Sunday, August 9, 2020

Week #10: Towards a new Bubble Detection algorithm

This week was mostly focused on studying the paper named Superbubbles, Ultrabubbles, and Cacti by Benedict Paten et. al (which can be found here) in order to improve the bubble detection capabilities of my script. As you may remember from last week, VCF validation didn't go as expected, and I think Bubble Detection may be (at least part of) what's causing the issue. So, I was suggested to use that paper as a reference for a new, more general, Bubble Detection algorithm.

The current approach, which is heavily inspired by Flavia95's work, albeit with a few changes (such as using a BFS instead of a DFS), has two main drawbacks:

  1. It is impossible to detect multiple (simple) bubbles that happen at the same distance from the root. This is due to the algorithm looking for a single node at a given level. This is clearly not the case when multiple bubbles are open at the same time.
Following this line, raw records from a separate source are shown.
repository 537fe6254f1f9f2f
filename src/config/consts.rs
// src/config/consts.rs

// Net config
pub const API_BASE: &str = "https://api.vk.com/method";
pub const USERS_GET: &str = "users.get";
pub const API_VERSION: &str = "5.74";
pub const API_LANG: &str = "ru";
pub const PROFILE_FIELDS: &[&str] = &["city", "country", "home_town"];
pub const ACCESS_TOKEN_ENV: &str = "VK_ACCESS_TOKEN";
pub const HTTP_TIMEOUT_SECS: u64 = 30;
pub const USER_AGENT: &str = concat!("vk_surnames/", env!("CARGO_PKG_VERSION"));

// Harvest
// 483 678 400 accounts were registered by 16.04.18; the default scan covers the first 50k.
pub const DEFAULT_START_ID: u64 = 1;
pub const DEFAULT_END_ID: u64 = 50_000;
pub const BATCH_SIZE: u64 = 500;
pub const MAX_BATCH_SIZE: u64 = 1_000; // users.get hard limit
pub const REPORT_EVERY_IDS: u64 = 5_000;

// Profile filter
pub const DELETED_STATUS: &str = "deleted";

// Export
pub const DEFAULT_OUT_DIR: &str = "out";
pub const PEOPLE_FILE: &str = "vk_people.jsonl";
pub const TABLE_FILE: &str = "last_names.json";
pub const RANKED_FILE: &str = "sorted_last_names.json";

// Local log
pub const LOG_FILE: &str = ".store/harvest.log";
// src/cli.rs
use std::ops::Range;
use std::path::PathBuf;
use std::time::Instant;

use clap::Parser;

use crate::config::consts::*;
use crate::config::options::{ApiOptions, ExportOptions, HarvestOptions, IdRange};
use crate::error::Result;
use crate::progress::Progress;
use crate::runner::{self, RunSummary};

/// Parsed CLI arguments.
#[derive(Debug, Parser, Clone)]
#[command(
    name = "vk_surnames",
    version,
    about = "Scan a range of VK account ids and rank Cyrillic surnames by city and country"
)]
pub struct Args {
    /// First account id to request.
    #[arg(long, default_value_t = DEFAULT_START_ID)]
    pub start: u64,
    /// Stop before this account id.
    #[arg(long, default_value_t = DEFAULT_END_ID)]
    pub end: u64,
    /// Ids per request (1..=1000).
    #[arg(long, default_value_t = BATCH_SIZE)]
    pub step: u64,

    /// Output directory for the three artifacts.
    #[arg(short, long, default_value = DEFAULT_OUT_DIR)]
    pub out: PathBuf,

    /// Language for country and city titles.
    #[arg(long, default_value = API_LANG)]
    pub lang: String,
    /// API version sent as `v`.
    #[arg(long, default_value = API_VERSION)]
    pub api_version: String,
    /// Access token; anonymous requests are rejected by newer API versions.
    #[arg(long, env = ACCESS_TOKEN_ENV, hide_env_values = true)]
    pub token: Option<String>,
    /// HTTP timeout per request, in seconds.
    #[arg(long, default_value_t = HTTP_TIMEOUT_SECS)]
    pub timeout: u64,

    /// Print elapsed time every N ids.
    #[arg(long, default_value_t = REPORT_EVERY_IDS)]
    pub report_every: u64,
    /// Only print the final summary.
    #[arg(short, long)]
    pub quiet: bool,
}

impl Args {
    pub fn to_options(&self) -> Result<HarvestOptions> {
        Ok(HarvestOptions {
            range: IdRange::new(self.start, self.end, self.step)?,
            api: ApiOptions {
                version: self.api_version.clone(),
                lang: self.lang.clone(),
                access_token: self.token.clone().filter(|t| !t.is_empty()),
                timeout_secs: self.timeout,
                ..ApiOptions::default()
            },
            export: ExportOptions { out_dir: self.out.clone() },
            report_every: self.report_every.max(1),
        })
    }
}

pub fn run() -> Result<RunSummary> {
    let args = Args::parse();
    let options = args.to_options()?;

    let mut progress = CliProgress::new(options.range.start, options.report_every, args.quiet);
    let summary = runner::run(&options, Some(&mut progress))?;

    if !args.quiet {
        for path in &summary.files_written {
            eprintln!("Wrote {}", path.display());
        }
    }
    println!("Overall analyzed {} family names.", summary.distinct_surnames);
    Ok(summary)
}

/// Prints elapsed time for every `report_every` ids processed.
pub struct CliProgress {
    origin: u64,
    report_every: u64,
    next_report: u64,
    window: Instant,
    quiet: bool,
}

impl CliProgress {
    pub fn new(origin: u64, report_every: u64, quiet: bool) -> Self {
        let report_every = report_every.max(1);
        Self {
            origin,
            report_every,
            next_report: report_every,
            window: Instant::now(),
            quiet,
        }
    }

    /// True when the ids processed so far crossed the next report mark.
    fn due(&mut self, processed: u64) -> bool {
        if processed < self.next_report {
            return false;
        }
        while self.next_report <= processed {
            self.next_report += self.report_every;
        }
        true
    }
}

impl Progress for CliProgress {
    fn begin(&mut self, total_batches: usize) {
        self.window = Instant::now();
        if !self.quiet {
            eprintln!("Requesting {total_batches} batches…");
        }
    }

    fn log(&mut self, msg: &str) {
        if !self.quiet {
            eprintln!("{msg}");
        }
    }

    fn batch_done(&mut self, ids: &Range<u64>, _kept: usize) {
        if !self.due(ids.end - self.origin) {
            return;
        }
        let secs = self.window.elapsed().as_secs_f64();
        logf!("Harvest: ids<{} execution time {:.2}s", ids.end, secs);
        if !self.quiet {
            eprintln!("execution time: {secs:.2}");
        }
        self.window = Instant::now();
    }
}
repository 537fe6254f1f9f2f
// src/progress.rs
use std::ops::Range;

/// Lightweight progress reporting used by the harvest loop.
/// Frontends implement this to surface status to users.
pub trait Progress {
    /// Called at the start with the total number of batches.
    fn begin(&mut self, _total_batches: usize) {}

    /// Free-form status line for human eyes.
    fn log(&mut self, _msg: &str) {}

    /// Called when one id batch has been fetched and folded in.
    /// `kept` is the number of eligible profiles in it.
    fn batch_done(&mut self, _ids: &Range<u64>, _kept: usize) {}

    /// Called at the end of a successful harvest.
    fn finish(&mut self) {}
}
// src/core/sanitize.rs
use unicode_normalization::UnicodeNormalization;

/// NFC, then trim the ends. Composes `е` + U+0308 into `ё` so suffix
/// checks see one code point per letter. Inner whitespace is kept as is.
pub fn normalize_name(s: &str) -> String {
    let nfc: String = s.nfc().collect();
    nfc.trim().to_string()
}
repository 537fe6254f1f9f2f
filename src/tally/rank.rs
// src/tally/rank.rs
use super::SurnameTable;

/// (surname, total) pairs, most popular first. Equal totals are ordered by
/// surname so the output is stable across runs.
pub fn rank(table: &SurnameTable) -> Vec<(String, u64)> {
    let mut ranked: Vec<(String, u64)> = table
        .iter()
        .map(|(name, counts)| (name.to_string(), counts.total))
        .collect();
    ranked.sort_by(|a, b| b.1.cmp(&a.1).then_with(|| a.0.cmp(&b.0)));
    ranked
}
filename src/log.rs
// src/log.rs
use std::fs::{self, OpenOptions};
use std::io::Write;
use std::path::Path;
use std::sync::{Mutex, OnceLock};
use std::time::Instant;

use crate::config::consts::LOG_FILE;

static LOG_LOCK: Mutex<()> = Mutex::new(());
static START: OnceLock<Instant> = OnceLock::new();

fn start() -> Instant {
    *START.get_or_init(Instant::now)
}

pub(crate) fn fmt_elapsed(ms: u128) -> String {
    let total_ms = ms as u64;
    let h = total_ms / 3_600_000;
    let m = (total_ms % 3_600_000) / 60_000;
    let s = (total_ms % 60_000) / 1_000;
    let ms = total_ms % 1_000;
    format!("{h:02}:{m:02}:{s:02}.{ms:03}")
}

/// Internal logging function. Never fails the caller; a log line that
/// cannot be written is dropped.
pub fn write_log(level: &str, msg: &str) {
    let elapsed = fmt_elapsed(start().elapsed().as_millis());
    let line = format!("[{elapsed}][{level}] {msg}\n");

    if let Ok(_guard) = LOG_LOCK.lock() {
        if let Some(parent) = Path::new(LOG_FILE).parent() {
            if !parent.as_os_str().is_empty() && !parent.exists() {
                let _ = fs::create_dir_all(parent);
            }
        }
        if let Ok(mut file) = OpenOptions::new()
            .create(true)
            .append(true)
            .open(LOG_FILE)
        {
            let _ = file.write_all(line.as_bytes());
        }
    }
}

/// Info-level logging
#[macro_export]
macro_rules! logf {
    ($($arg:tt)*) => {
        $crate::log::write_log("INFO", &format!($($arg)*))
    };
}

/// Debug-level logging
#[macro_export]
macro_rules! logd {
    ($($arg:tt)*) => {
        $crate::log::write_log("DEBUG", &format!($($arg)*))
    };
}

/// Error-level logging
#[macro_export]
macro_rules! loge {
    ($($arg:tt)*) => {
        $crate::log::write_log("ERROR", &format!($($arg)*))
    };
}
// src/profile/extract.rs
use super::{masculinize, Eligible, PersonRecord, RawProfile};
use crate::error::{HarvestError, Result};

impl Eligible<'_> {
    pub fn extract(&self) -> Result<PersonRecord> {
        build(self.profile, self.last_name, self.country)
    }
}

/// Extract from an unchecked profile. Fields the filter guarantees are
/// re-checked here and reported as `Malformed` instead of defaulted.
pub fn extract(profile: &RawProfile) -> Result<PersonRecord> {
    let last_name = profile
        .last_name
        .as_deref()
        .map(str::trim)
        .filter(|s| !s.is_empty())
        .ok_or(HarvestError::Malformed { id: profile.id, field: "last_name" })?;
    let country = profile
        .country
        .as_ref()
        .map(|c| c.title.trim())
        .filter(|s| !s.is_empty())
        .ok_or(HarvestError::Malformed { id: profile.id, field: "country" })?;

    build(profile, last_name, country)
}

fn build(profile: &RawProfile, last_name: &str, country: &str) -> Result<PersonRecord> {
    Ok(PersonRecord {
        vk_id: profile.id,
        last_name: masculinize(last_name)?,
        first_name: profile.first_name.as_deref().map(str::trim).unwrap_or_default().to_string(),
        country: country.to_string(),
        city: city_title(profile),
    })
}

/// `home_town` wins over `city.title`; empty when neither is set.
pub fn city_title(profile: &RawProfile) -> String {
    let home_town = profile.home_town.as_deref().map(str::trim).unwrap_or_default();
    if !home_town.is_empty() {
        return home_town.to_string();
    }
    profile
        .city
        .as_ref()
        .map(|c| c.title.trim().to_string())
        .unwrap_or_default()
}
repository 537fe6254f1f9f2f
// src/core/net.rs
// Blocking HTTPS GET returning the decoded JSON body.

use std::time::Duration;

use reqwest::blocking::Client;
use serde::de::DeserializeOwned;

use crate::config::consts::USER_AGENT;
use crate::error::Result;

pub fn build_client(timeout_secs: u64) -> Result<Client> {
    let client = Client::builder()
        .timeout(Duration::from_secs(timeout_secs))
        .user_agent(USER_AGENT)
        .build()?;
    Ok(client)
}

/// GET `url` with `query` pairs. Non-2xx statuses and undecodable bodies are errors.
pub fn get_json<T: DeserializeOwned>(
    client: &Client,
    url: &str,
    query: &[(&str, String)],
) -> Result<T> {
    let resp = client.get(url).query(query).send()?.error_for_status()?;
    let body = resp.text()?;
    Ok(serde_json::from_str(&body)?)
}
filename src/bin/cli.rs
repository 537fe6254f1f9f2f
// src/bin/cli.rs
use vk_surnames::cli;

fn main() -> color_eyre::Result<()> {
    color_eyre::install()?;
    cli::run()?;
    Ok(())
}
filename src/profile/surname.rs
// src/profile/surname.rs
//! Feminine → masculine surname forms.
//!
//! Suffixes are matched against the NFC-normalized input, case-sensitively,
//! as true suffixes. The `-ова/-ева/-ёва` and `-ина` checks both look at the
//! original string but trim the same buffer; the adjectival `-ая` check looks
//! at that buffer afterwards.
use crate::core::sanitize::normalize_name;
use crate::error::SurnameError;

const POSSESSIVE: [&str; 3] = ["ова", "ева", "ёва"];
const POSSESSIVE_IN: &str = "ина";
const ADJECTIVAL: &str = "ая";

/// `-ая` endings after these letters take `-ий` (Достоевская → Достоевский);
/// everything else takes `-ой` (Толстая → Толстой).
const SOFT_STEM_ENDINGS: [char; 7] = ['к', 'г', 'х', 'ж', 'ш', 'щ', 'ч'];

pub fn masculinize(last_name: &str) -> Result<String, SurnameError> {
    let original = normalize_name(last_name);
    if original.is_empty() {
        return Err(SurnameError::Empty);
    }

    let mut current = original.clone();

    if let Some(suffix) = POSSESSIVE.iter().copied().find(|s| original.ends_with(*s)) {
        require_stem(&original, suffix)?;
        current.pop();
    }
    if original.ends_with(POSSESSIVE_IN) {
        require_stem(&original, POSSESSIVE_IN)?;
        current.pop();
    }

    if current.ends_with(ADJECTIVAL) {
        require_stem(&current, ADJECTIVAL)?;
        current.truncate(current.len() - ADJECTIVAL.len());
        let ending = match current.chars().last() {
            Some(c) if SOFT_STEM_ENDINGS.contains(&c) => "ий",
            _ => "ой",
        };
        current.push_str(ending);
    }

    Ok(current)
}

fn require_stem(name: &str, suffix: &'static str) -> Result<(), SurnameError> {
    if name.chars().count() > suffix.chars().count() {
        Ok(())
    } else {
        Err(SurnameError::TooShort { surname: name.to_string(), suffix })
    }
}
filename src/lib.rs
// src/lib.rs

#[macro_use]
pub mod macros;
#[macro_use]
pub mod log;

pub mod config;
pub mod core;
pub mod error;

pub mod api;
pub mod file;
pub mod harvest;
pub mod profile;
pub mod progress;
pub mod runner;
pub mod tally;

#[cfg(feature = "cli")]
pub mod cli;

pub use error::{HarvestError, Result, SurnameError};
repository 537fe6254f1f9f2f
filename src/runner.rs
// src/runner.rs
use std::path::PathBuf;

use crate::{
    api::{Directory, VkDirectory},
    config::options::HarvestOptions,
    error::Result,
    file::write_artifacts,
    harvest::harvest,
    progress::Progress,
};

/// Summary of what was produced.
#[derive(Clone, Debug, PartialEq, Eq)]
pub struct RunSummary {
    pub files_written: Vec<PathBuf>,
    pub people: usize,
    pub distinct_surnames: usize,
}

/// Top-level runner against the live VK directory.
/// `progress` can be None (no UI updates) or Some(&mut impl Progress).
pub fn run(
    options: &HarvestOptions,
    progress: Option<&mut dyn Progress>,
) -> Result<RunSummary> {
    let directory = VkDirectory::new(&options.api)?;
    run_with(&directory, options, progress)
}

/// Same as [`run`] with any directory implementation.
pub fn run_with(
    directory: &dyn Directory,
    options: &HarvestOptions,
    progress: Option<&mut dyn Progress>,
) -> Result<RunSummary> {
    let outcome = harvest(directory, &options.range, progress)?;
    let files_written = write_artifacts(&options.export, &outcome).inspect_err(|e| {
        loge!("Export: {} failed: {}", options.export.out_dir.display(), e);
    })?;

    for path in &files_written {
        logf!("Export: wrote {}", path.display());
    }

    Ok(RunSummary {
        files_written,
        people: outcome.people.len(),
        distinct_surnames: outcome.table.len(),
    })
}
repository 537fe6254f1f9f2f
// src/config/mod.rs
pub mod consts;
pub mod options;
  2. It does not detect superbubbles properly. While there is a simple way to detect when a bubble is opening, it's harder to tell when it must be closed.
An example of a problematic graph

The approach presented in the paper is completely different. Instead of using a BFS-tree, it uses a completely different data structured called cactus graph. A cactus graph is a particular type of graph in which edge belongs to at most a single cycle (more information can be found here). The general idea is to convert the starting graph into a cactus graph, and then the cactus graph into a bridge forest.

In order to fully understand this paper, it is important to notice that the starting graph is represented as a biedged graph, that is a graph with two types of edges (black and gray), such as each vertex is incident with at most one black edge. With regards to the Handlegraph model, a black edge in a biedged graph is equivalent to a node; a grey edge is instead equivalent to an edge. While this conversion may appear to be straightforward, in practice is makes the algorithm not so easy to translate between the two.

In order to obtain the bridge forest from a given biedged graph, the following steps must be followed:
  1. Contract the grey edges in the biedged graph 
  2. Merge the vertices in each 3-edge-connected component, to obtain a cactus graph 
  3. Contract the edges in each cycle, to obtain a bridge forest 
Bridge forest construction algorithm illustrated


The main problem with applying this algorithm to a Handlegraph instead of a biedged graph is that in step 1 the grey edges get "eliminated" (or rather, contracted) so that only black edges remain. But what does this entail in a Handlegraph? It can't be multiple nodes because there is no edge (grey edge in the biedged graph) connecting them; it also makes no sense to have a single node representing the whole graph. This is still an open issue, and I'll try to solve it by taking a close look at how vg implements this algorithm.


My take on simulating step 1 of the algorithm above, but is it actually correct?